> **Stored data**:
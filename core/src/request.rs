// Licensed to the Apache Software Foundation (ASF) under one
// or more contributor license agreements.  See the NOTICE file
// distributed with this work for additional information
// regarding copyright ownership.  The ASF licenses this file
// to you under the Apache License, Version 2.0 (the
// "License"); you may not use this file except in compliance
// with the License.  You may obtain a copy of the License at
//
//   http://www.apache.org/licenses/LICENSE-2.0
//
// Unless required by applicable law or agreed to in writing,
// software distributed under the License is distributed on an
// "AS IS" BASIS, WITHOUT WARRANTIES OR CONDITIONS OF ANY
// KIND, either express or implied.  See the License for the
// specific language governing permissions and limitations
// under the License.

use crate::{Error, Result};
use http::uri::{Authority, PathAndQuery, Scheme};
use http::{HeaderMap, HeaderValue, Method, Uri};
use std::mem;
use std::str::FromStr;

/// SigningRequest is the decomposed view of a request that signers work on.
///
/// It takes the uri and headers out of [`http::request::Parts`] without
/// copying them; [`SigningRequest::apply`] puts them back.
#[derive(Debug)]
pub struct SigningRequest {
    /// HTTP method.
    pub method: Method,
    /// HTTP scheme.
    pub scheme: Scheme,
    /// HTTP authority.
    pub authority: Authority,
    /// HTTP path, still percent encoded.
    pub path: String,
    /// HTTP query parameters, decoded.
    pub query: Vec<(String, String)>,
    /// HTTP headers.
    pub headers: HeaderMap,
}

impl SigningRequest {
    /// Build a signing request from http::request::Parts.
    pub fn build(parts: &mut http::request::Parts) -> Result<Self> {
        let uri = mem::take(&mut parts.uri).into_parts();
        let paq = uri
            .path_and_query
            .unwrap_or_else(|| PathAndQuery::from_static("/"));

        Ok(SigningRequest {
            method: parts.method.clone(),
            scheme: uri.scheme.unwrap_or(Scheme::HTTP),
            authority: uri.authority.ok_or_else(|| {
                Error::request_invalid("request without authority is invalid for signing")
            })?,
            path: paq.path().to_string(),
            query: paq
                .query()
                .map(|v| {
                    form_urlencoded::parse(v.as_bytes())
                        .map(|(k, v)| (k.into_owned(), v.into_owned()))
                        .collect()
                })
                .unwrap_or_default(),

            // Take the headers out of the request to avoid copy.
            // They are returned in apply.
            headers: mem::take(&mut parts.headers),
        })
    }

    /// Apply the signing request back to http::request::Parts.
    ///
    /// Query pairs are written as-is, signers are expected to have encoded them.
    pub fn apply(mut self, parts: &mut http::request::Parts) -> Result<()> {
        mem::swap(&mut parts.headers, &mut self.headers);
        parts.method = self.method;
        parts.uri = {
            let mut uri_parts = mem::take(&mut parts.uri).into_parts();
            uri_parts.scheme = Some(self.scheme);
            uri_parts.authority = Some(self.authority);
            uri_parts.path_and_query = {
                let mut paq = self.path;
                for (i, (k, v)) in self.query.iter().enumerate() {
                    paq.push(if i == 0 { '?' } else { '&' });
                    paq.push_str(k);
                    if !v.is_empty() {
                        paq.push('=');
                        paq.push_str(v);
                    }
                }

                Some(PathAndQuery::from_str(&paq)?)
            };
            Uri::from_parts(uri_parts)?
        };

        Ok(())
    }

    /// Trim leading and trailing spaces of a header value.
    pub fn header_value_normalize(v: &mut HeaderValue) {
        let bs = v.as_bytes();

        let starting_index = bs.iter().position(|b| *b != b' ').unwrap_or(0);
        let ending_offset = bs.iter().rev().position(|b| *b != b' ').unwrap_or(0);
        let ending_index = bs.len() - ending_offset;

        // Trimming spaces from a valid value always yields a valid value.
        if let Ok(trimmed) = HeaderValue::from_bytes(&bs[starting_index..ending_index]) {
            let sensitive = v.is_sensitive();
            *v = trimmed;
            v.set_sensitive(sensitive);
        }
    }

    /// Get header names as sorted vector.
    pub fn header_name_to_vec_sorted(&self) -> Vec<&str> {
        let mut h = self
            .headers
            .keys()
            .map(|k| k.as_str())
            .collect::<Vec<&str>>();
        h.sort_unstable();

        h
    }
}
// Licensed to the Apache Software Foundation (ASF) under one
// or more contributor license agreements.  See the NOTICE file
// distributed with this work for additional information
// regarding copyright ownership.  The ASF licenses this file
// to you under the Apache License, Version 2.0 (the
// "License"); you may not use this file except in compliance
// with the License.  You may obtain a copy of the License at
//
//   http://www.apache.org/licenses/LICENSE-2.0
//
// Unless required by applicable law or agreed to in writing,
// software distributed under the License is distributed on an
// "AS IS" BASIS, WITHOUT WARRANTIES OR CONDITIONS OF ANY
// KIND, either express or implied.  See the License for the
// specific language governing permissions and limitations
// under the License.

use crate::constants::*;
use flexfetch_core::utils::Redact;
use flexfetch_core::Context;
use std::fmt::{Debug, Formatter};

/// Config for signed calls to aws services.
#[derive(Clone)]
pub struct Config {
    /// `region` will be loaded from:
    ///
    /// - this field if it's `is_some`
    /// - env value: [`AWS_REGION`]
    /// - env value: [`AWS_DEFAULT_REGION`]
    pub region: Option<String>,
    /// `sts_regional_endpoints` will be loaded from:
    ///
    /// - env value: [`AWS_STS_REGIONAL_ENDPOINTS`]
    /// - default to `legacy`
    pub sts_regional_endpoints: String,
    /// `access_key_id` will be loaded from
    ///
    /// - this field if it's `is_some`
    /// - env value: [`AWS_ACCESS_KEY_ID`]
    pub access_key_id: Option<String>,
    /// `secret_access_key` will be loaded from
    ///
    /// - this field if it's `is_some`
    /// - env value: [`AWS_SECRET_ACCESS_KEY`]
    pub secret_access_key: Option<String>,
    /// `session_token` will be loaded from
    ///
    /// - this field if it's `is_some`
    /// - env value: [`AWS_SESSION_TOKEN`]
    pub session_token: Option<String>,
    /// `role_session_name` value will be load from:
    ///
    /// - env value: [`AWS_ROLE_SESSION_NAME`]
    /// - default to `consumer-session`.
    pub role_session_name: String,
    /// Lifetime requested for assumed role sessions, default to 3600.
    pub duration_seconds: u32,
}

impl Default for Config {
    fn default() -> Self {
        Self {
            region: None,
            sts_regional_endpoints: "legacy".to_string(),
            access_key_id: None,
            secret_access_key: None,
            session_token: None,
            role_session_name: "consumer-session".to_string(),
            duration_seconds: 3600,
        }
    }
}

impl Debug for Config {
    fn fmt(&self, f: &mut Formatter<'_>) -> std::fmt::Result {
        f.debug_struct("Config")
            .field("region", &self.region)
            .field("sts_regional_endpoints", &self.sts_regional_endpoints)
            .field("access_key_id", &Redact::from(&self.access_key_id))
            .field("secret_access_key", &Redact::from(&self.secret_access_key))
            .field("session_token", &Redact::from(&self.session_token))
            .field("role_session_name", &self.role_session_name)
            .field("duration_seconds", &self.duration_seconds)
            .finish()
    }
}

impl Config {
    /// Load config from env, fields already set take precedence.
    pub fn from_env(mut self, ctx: &Context) -> Self {
        let envs = ctx.env_vars();

        if self.region.is_none() {
            self.region = envs
                .get(AWS_REGION)
                .or_else(|| envs.get(AWS_DEFAULT_REGION))
                .cloned();
        }
        if let Some(v) = envs.get(AWS_STS_REGIONAL_ENDPOINTS) {
            self.sts_regional_endpoints = v.to_string();
        }
        if self.access_key_id.is_none() {
            self.access_key_id = envs.get(AWS_ACCESS_KEY_ID).cloned();
        }
        if self.secret_access_key.is_none() {
            self.secret_access_key = envs.get(AWS_SECRET_ACCESS_KEY).cloned();
        }
        if self.session_token.is_none() {
            self.session_token = envs.get(AWS_SESSION_TOKEN).cloned();
        }
        if let Some(v) = envs.get(AWS_ROLE_SESSION_NAME) {
            self.role_session_name = v.to_string();
        }

        self
    }

    /// Check if STS calls should go to the regional endpoint.
    pub fn use_regional_sts_endpoint(&self) -> bool {
        self.sts_regional_endpoints == "regional"
    }

    /// Region that STS requests are signed for.
    ///
    /// The global endpoints only answer requests signed for their home
    /// region, whatever region is configured.
    pub fn sts_signing_region(&self) -> &str {
        match self.region.as_deref() {
            Some(region) if self.use_regional_sts_endpoint() => region,
            Some(region) if region.starts_with("cn") => "cn-north-1",
            _ => "us-east-1",
        }
    }
}
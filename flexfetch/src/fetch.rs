// Licensed to the Apache Software Foundation (ASF) under one
// or more contributor license agreements.  See the NOTICE file
// distributed with this work for additional information
// regarding copyright ownership.  The ASF licenses this file
// to you under the Apache License, Version 2.0 (the
// "License"); you may not use this file except in compliance
// with the License.  You may obtain a copy of the License at
//
//   http://www.apache.org/licenses/LICENSE-2.0
//
// Unless required by applicable law or agreed to in writing,
// software distributed under the License is distributed on an
// "AS IS" BASIS, WITHOUT WARRANTIES OR CONDITIONS OF ANY
// KIND, either express or implied.  See the License for the
// specific language governing permissions and limitations
// under the License.

use crate::request::Response;
use crate::retry::{run_with_retry, Backoff, FullJitter, RetryPolicy};
use bytes::Bytes;
use flexfetch_core::{Context, Error, HttpSend, Result};
use futures::future::BoxFuture;
use futures::FutureExt;
use http::{HeaderMap, HeaderName, HeaderValue, Method, Uri};
use std::fmt::{self, Debug, Formatter};
use std::future::Future;
use std::pin::Pin;
use std::sync::Arc;
use std::task::{Context as TaskContext, Poll};
use std::time::Duration;
use tokio_util::sync::CancellationToken;
use url::Url;

/// Target of a fetch: a url, or a request built by the caller.
#[derive(Debug)]
pub enum Target {
    /// Bare url string.
    Url(String),
    /// Parsed url.
    Parsed(Url),
    /// Full request, its method, headers and body are used unless the options override them.
    Request(http::Request<Bytes>),
}

impl Target {
    /// The url string identifying this target in logs and errors.
    pub fn url_string(&self) -> String {
        match self {
            Target::Url(v) => v.clone(),
            Target::Parsed(v) => v.to_string(),
            Target::Request(v) => v.uri().to_string(),
        }
    }
}

impl From<&str> for Target {
    fn from(v: &str) -> Self {
        Target::Url(v.to_string())
    }
}

impl From<String> for Target {
    fn from(v: String) -> Self {
        Target::Url(v)
    }
}

impl From<Url> for Target {
    fn from(v: Url) -> Self {
        Target::Parsed(v)
    }
}

impl From<&Url> for Target {
    fn from(v: &Url) -> Self {
        Target::Parsed(v.clone())
    }
}

impl From<http::Request<Bytes>> for Target {
    fn from(v: http::Request<Bytes>) -> Self {
        Target::Request(v)
    }
}

/// Options of one logical request.
#[derive(Debug, Clone, Default)]
pub struct FetchOptions {
    /// Method, default to the target's method or `GET`.
    pub method: Option<Method>,
    /// Headers layered over the target's headers.
    pub headers: HeaderMap,
    /// Body, replaces the target's body.
    pub body: Option<Bytes>,
    /// Total attempts, absent or `0` means a single attempt.
    pub retry_attempts: Option<u32>,
    /// Cap of a single backoff delay.
    pub max_retry_delay: Option<Duration>,
    /// Transport for this request instead of the context one.
    pub transport: Option<Arc<dyn HttpSend>>,
}

impl FetchOptions {
    /// Create empty options.
    pub fn new() -> Self {
        Self::default()
    }

    /// Set the method.
    pub fn with_method(mut self, method: Method) -> Self {
        self.method = Some(method);
        self
    }

    /// Insert a header.
    pub fn with_header(mut self, name: HeaderName, value: HeaderValue) -> Self {
        self.headers.insert(name, value);
        self
    }

    /// Set the body.
    pub fn with_body(mut self, body: impl Into<Bytes>) -> Self {
        self.body = Some(body.into());
        self
    }

    /// Set the total attempts.
    pub fn with_retry_attempts(mut self, attempts: u32) -> Self {
        self.retry_attempts = Some(attempts);
        self
    }

    /// Set the cap of a single backoff delay.
    pub fn with_max_retry_delay(mut self, delay: Duration) -> Self {
        self.max_retry_delay = Some(delay);
        self
    }

    /// Use another transport for this request.
    pub fn with_transport(mut self, transport: impl HttpSend) -> Self {
        self.transport = Some(Arc::new(transport));
        self
    }
}

/// Fetcher executes logical requests with bounded retry and cancellation.
///
/// ```no_run
/// use flexfetch::{Fetcher, FetchOptions};
/// use flexfetch::Context;
///
/// # async fn example(ctx: Context) -> flexfetch::Result<()> {
/// let handle = Fetcher::new(ctx).execute(
///     "https://api.example.com/v1/health",
///     FetchOptions::new().with_retry_attempts(3),
/// );
/// let canceller = handle.canceller();
/// # drop(canceller);
/// let resp = handle.await?;
/// # Ok(())
/// # }
/// ```
#[derive(Debug, Clone)]
pub struct Fetcher {
    ctx: Context,
    backoff: Arc<dyn Backoff>,
}

impl Fetcher {
    /// Create a fetcher using [`FullJitter`] backoff.
    pub fn new(ctx: Context) -> Self {
        Self {
            ctx,
            backoff: Arc::new(FullJitter),
        }
    }

    /// Replace the backoff.
    pub fn with_backoff(mut self, backoff: impl Backoff) -> Self {
        self.backoff = Arc::new(backoff);
        self
    }

    /// The context of this fetcher.
    pub fn context(&self) -> &Context {
        &self.ctx
    }

    /// Start one logical request.
    ///
    /// Nothing is sent until the returned handle is polled. Every attempt
    /// shares one cancellation token, see [`FetchHandle::cancel`].
    pub fn execute(&self, target: impl Into<Target>, options: FetchOptions) -> FetchHandle {
        let token = CancellationToken::new();
        let request = run(
            self.ctx.clone(),
            self.backoff.clone(),
            target.into(),
            options,
            token.clone(),
        )
        .boxed();

        FetchHandle {
            request,
            canceller: Canceller { token },
        }
    }
}

async fn run(
    ctx: Context,
    backoff: Arc<dyn Backoff>,
    target: Target,
    options: FetchOptions,
    token: CancellationToken,
) -> Result<Response> {
    let url = target.url_string();
    let logger = ctx.logger();
    logger.info("fetch called", &[("url", &url)]);
    logger.debug("fetch options", &[("url", &url), ("options", &DebugField(&options))]);

    let res = tokio::select! {
        biased;

        _ = token.cancelled() => Err(Error::cancelled("request cancelled")),
        res = attempts(&ctx, backoff.as_ref(), target, options, &token, &url) => res,
    };

    res.map_err(|err| {
        let err = err.with_context(format!("url: {url}"));
        logger.error("fetch failed", &[("url", &url), ("error", &err)]);
        err
    })
}

async fn attempts(
    ctx: &Context,
    backoff: &dyn Backoff,
    target: Target,
    options: FetchOptions,
    token: &CancellationToken,
    url: &str,
) -> Result<Response> {
    let transport = options.transport.clone().unwrap_or_else(|| ctx.transport());
    let policy = RetryPolicy::from_options(options.retry_attempts, options.max_retry_delay);
    let template = Template::new(target, options)?;

    let send = |_attempt: u32| {
        let transport = transport.clone();
        let req = template.build();
        async move { transport.http_send(req?).await }
    };

    let Some(policy) = policy else {
        return send(1).await;
    };

    run_with_retry(&policy, backoff, send, |err, attempt| {
        ctx.logger().warn(
            "fetch attempt failed",
            &[("url", &url), ("error", err), ("attempt", &attempt)],
        );
        !token.is_cancelled()
    })
    .await
}

/// The request prepared once and rebuilt for every attempt.
struct Template {
    method: Method,
    uri: Uri,
    headers: HeaderMap,
    body: Bytes,
}

impl Template {
    fn new(target: Target, options: FetchOptions) -> Result<Self> {
        let (method, uri, mut headers, body) = match target {
            Target::Url(v) => (Method::GET, Uri::try_from(v)?, HeaderMap::new(), Bytes::new()),
            Target::Parsed(v) => (
                Method::GET,
                Uri::try_from(v.as_str())?,
                HeaderMap::new(),
                Bytes::new(),
            ),
            Target::Request(req) => {
                let (parts, body) = req.into_parts();
                (parts.method, parts.uri, parts.headers, body)
            }
        };
        if uri.host().is_none() {
            return Err(Error::request_invalid("fetch target must be an absolute url"));
        }

        for (name, value) in &options.headers {
            headers.insert(name, value.clone());
        }

        Ok(Self {
            method: options.method.unwrap_or(method),
            uri,
            headers,
            body: options.body.unwrap_or(body),
        })
    }

    fn build(&self) -> Result<http::Request<Bytes>> {
        let mut req = http::Request::new(self.body.clone());
        *req.method_mut() = self.method.clone();
        *req.uri_mut() = self.uri.clone();
        *req.headers_mut() = self.headers.clone();
        Ok(req)
    }
}

struct DebugField<'a, T: Debug>(&'a T);

impl<T: Debug> fmt::Display for DebugField<'_, T> {
    fn fmt(&self, f: &mut Formatter<'_>) -> fmt::Result {
        write!(f, "{:?}", self.0)
    }
}

/// Handle of one logical request.
///
/// Await it to get the response. The request can be cancelled through
/// [`FetchHandle::cancel`] or a [`Canceller`] taken before awaiting.
pub struct FetchHandle {
    request: BoxFuture<'static, Result<Response>>,
    canceller: Canceller,
}

impl FetchHandle {
    /// Cancel the request.
    pub fn cancel(&self) {
        self.canceller.cancel()
    }

    /// A canceller that outlives the handle.
    pub fn canceller(&self) -> Canceller {
        self.canceller.clone()
    }

    /// Split the handle, for example to spawn the request.
    pub fn into_parts(self) -> (BoxFuture<'static, Result<Response>>, Canceller) {
        (self.request, self.canceller)
    }
}

impl Debug for FetchHandle {
    fn fmt(&self, f: &mut Formatter<'_>) -> fmt::Result {
        f.debug_struct("FetchHandle")
            .field("canceller", &self.canceller)
            .finish_non_exhaustive()
    }
}

impl Future for FetchHandle {
    type Output = Result<Response>;

    fn poll(mut self: Pin<&mut Self>, cx: &mut TaskContext<'_>) -> Poll<Self::Output> {
        self.request.poll_unpin(cx)
    }
}

/// Canceller signals the cancellation token of one logical request.
///
/// Cancelling is idempotent and can happen at any time: before the first
/// attempt, during an attempt or during a backoff delay.
#[derive(Debug, Clone)]
pub struct Canceller {
    token: CancellationToken,
}

impl Canceller {
    /// Cancel the request.
    pub fn cancel(&self) {
        self.token.cancel()
    }

    /// Check if the request has been cancelled.
    pub fn is_cancelled(&self) -> bool {
        self.token.is_cancelled()
    }
}
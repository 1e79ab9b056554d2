// Licensed to the Apache Software Foundation (ASF) under one
// or more contributor license agreements.  See the NOTICE file
// distributed with this work for additional information
// regarding copyright ownership.  The ASF licenses this file
// to you under the Apache License, Version 2.0 (the
// "License"); you may not use this file except in compliance
// with the License.  You may obtain a copy of the License at
//
//   http://www.apache.org/licenses/LICENSE-2.0
//
// Unless required by applicable law or agreed to in writing,
// software distributed under the License is distributed on an
// "AS IS" BASIS, WITHOUT WARRANTIES OR CONDITIONS OF ANY
// KIND, either express or implied.  See the License for the
// specific language governing permissions and limitations
// under the License.

use crate::{Context, ProvideCredential, Result};
use async_trait::async_trait;
use std::fmt::{self, Debug};

/// A chain of credential providers that will be tried in order.
///
/// The first provider returning a credential wins. Providers returning
/// `Ok(None)` or an error are skipped.
pub struct ProvideCredentialChain<C> {
    providers: Vec<Box<dyn ProvideCredential<Credential = C>>>,
}

impl<C: Send + Sync + 'static> ProvideCredentialChain<C> {
    /// Create a new empty credential provider chain.
    pub fn new() -> Self {
        Self {
            providers: Vec::new(),
        }
    }

    /// Add a credential provider to the chain.
    pub fn push(mut self, provider: impl ProvideCredential<Credential = C>) -> Self {
        self.providers.push(Box::new(provider));
        self
    }

    /// Number of providers in the chain.
    pub fn len(&self) -> usize {
        self.providers.len()
    }

    /// Check if the chain has no providers.
    pub fn is_empty(&self) -> bool {
        self.providers.is_empty()
    }
}

impl<C: Send + Sync + 'static> Default for ProvideCredentialChain<C> {
    fn default() -> Self {
        Self::new()
    }
}

impl<C> Debug for ProvideCredentialChain<C> {
    fn fmt(&self, f: &mut fmt::Formatter<'_>) -> fmt::Result {
        f.debug_struct("ProvideCredentialChain")
            .field("providers", &self.providers)
            .finish()
    }
}

#[async_trait]
impl<C: Send + Sync + 'static> ProvideCredential for ProvideCredentialChain<C> {
    type Credential = C;

    async fn provide_credential(&self, ctx: &Context) -> Result<Option<Self::Credential>> {
        for provider in &self.providers {
            log::debug!("trying credential provider: {provider:?}");

            match provider.provide_credential(ctx).await {
                Ok(Some(cred)) => {
                    log::debug!("loaded credential from provider: {provider:?}");
                    return Ok(Some(cred));
                }
                Ok(None) => continue,
                Err(e) => {
                    log::warn!("failed to load credential from provider {provider:?}: {e:?}");
                    continue;
                }
            }
        }

        Ok(None)
    }
}
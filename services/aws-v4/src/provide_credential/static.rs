// Licensed to the Apache Software Foundation (ASF) under one
// or more contributor license agreements.  See the NOTICE file
// distributed with this work for additional information
// regarding copyright ownership.  The ASF licenses this file
// to you under the Apache License, Version 2.0 (the
// "License"); you may not use this file except in compliance
// with the License.  You may obtain a copy of the License at
//
//   http://www.apache.org/licenses/LICENSE-2.0
//
// Unless required by applicable law or agreed to in writing,
// software distributed under the License is distributed on an
// "AS IS" BASIS, WITHOUT WARRANTIES OR CONDITIONS OF ANY
// KIND, either express or implied.  See the License for the
// specific language governing permissions and limitations
// under the License.

use crate::Credential;
use async_trait::async_trait;
use flexfetch_core::{Context, ProvideCredential, Result};

/// StaticCredentialProvider always provides the same AWS credential.
///
/// This provider is used when the caller already holds the access key pair,
/// for example from its own secret store.
#[derive(Debug, Clone)]
pub struct StaticCredentialProvider {
    credential: Credential,
}

impl StaticCredentialProvider {
    /// Create a new StaticCredentialProvider with access key ID and secret access key.
    pub fn new(access_key_id: &str, secret_access_key: &str) -> Self {
        Self {
            credential: Credential::new(access_key_id, secret_access_key),
        }
    }

    /// Set the session token.
    pub fn with_session_token(mut self, token: &str) -> Self {
        self.credential.session_token = Some(token.to_string());
        self
    }
}

impl From<Credential> for StaticCredentialProvider {
    fn from(credential: Credential) -> Self {
        Self { credential }
    }
}

#[async_trait]
impl ProvideCredential for StaticCredentialProvider {
    type Credential = Credential;

    async fn provide_credential(&self, _: &Context) -> Result<Option<Self::Credential>> {
        Ok(Some(self.credential.clone()))
    }
}
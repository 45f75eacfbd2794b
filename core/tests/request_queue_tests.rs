use search_core::{DocumentStatus, RequestQueue, SearchServer, REQUEST_WINDOW};

fn server() -> SearchServer {
    let mut server = SearchServer::new(["and", "in", "at"]).unwrap();
    server.add_document(1, "curly cat curly tail", DocumentStatus::Active, &[7, 2, 7]).unwrap();
    server.add_document(2, "curly dog and fancy collar", DocumentStatus::Active, &[1, 2, 3]).unwrap();
    server.add_document(3, "big cat fancy collar ", DocumentStatus::Active, &[1, 2, 8]).unwrap();
    server.add_document(4, "big dog sparrow Eugene", DocumentStatus::Active, &[1, 3, 2]).unwrap();
    server.add_document(5, "big dog sparrow Vasiliy", DocumentStatus::Active, &[1, 1, 1]).unwrap();
    server
}

#[test]
fn window_evicts_oldest_requests() {
    let server = server();
    let mut queue = RequestQueue::new(&server);
    assert_eq!(queue.capacity(), REQUEST_WINDOW);
    for _ in 0..1439 {
        queue.add_find_request("empty request").unwrap();
    }
    assert_eq!(queue.get_no_result_requests(), 1439);
    // the window is full after this one; nothing evicted yet
    queue.add_find_request("curly dog").unwrap();
    assert_eq!(queue.get_no_result_requests(), 1439);
    // each new request pushes one empty request out
    queue.add_find_request("big collar").unwrap();
    assert_eq!(queue.get_no_result_requests(), 1438);
    queue.add_find_request("sparrow").unwrap();
    assert_eq!(queue.get_no_result_requests(), 1437);
    assert_eq!(queue.len(), REQUEST_WINDOW);
}

#[test]
fn window_plus_one_requests() {
    let server = server();
    let mut queue = RequestQueue::new(&server);
    queue.add_find_request("nothing here").unwrap();
    for _ in 0..REQUEST_WINDOW {
        queue.add_find_request("curly").unwrap();
    }
    assert_eq!(queue.len(), REQUEST_WINDOW);
    assert_eq!(queue.get_no_result_requests(), 0);
}

#[test]
fn results_are_passed_through() {
    let server = server();
    let mut queue = RequestQueue::new(&server);
    let direct = server.find_top_documents("curly dog").unwrap();
    let queued = queue.add_find_request("curly dog").unwrap();
    assert_eq!(direct, queued);
    let banned = queue.add_find_request_by_status("curly dog", DocumentStatus::Banned).unwrap();
    assert!(banned.is_empty());
    let rated = queue.add_find_request_with("big", |_, _, rating| rating >= 3).unwrap();
    assert_eq!(rated.iter().map(|d| d.id).collect::<Vec<_>>(), vec![3]);
    assert_eq!(queue.get_no_result_requests(), 1);
}

#[test]
fn rejected_query_is_not_recorded() {
    let server = server();
    let mut queue = RequestQueue::new(&server);
    assert_eq!(queue.get_no_result_requests(), 0);
    assert!(queue.add_find_request("--broken").is_err());
    assert!(queue.is_empty());
}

> **Work instruction**:
Among the lines of the material, some contain the string "signers". State how many, and nothing more.

> **Response**:
2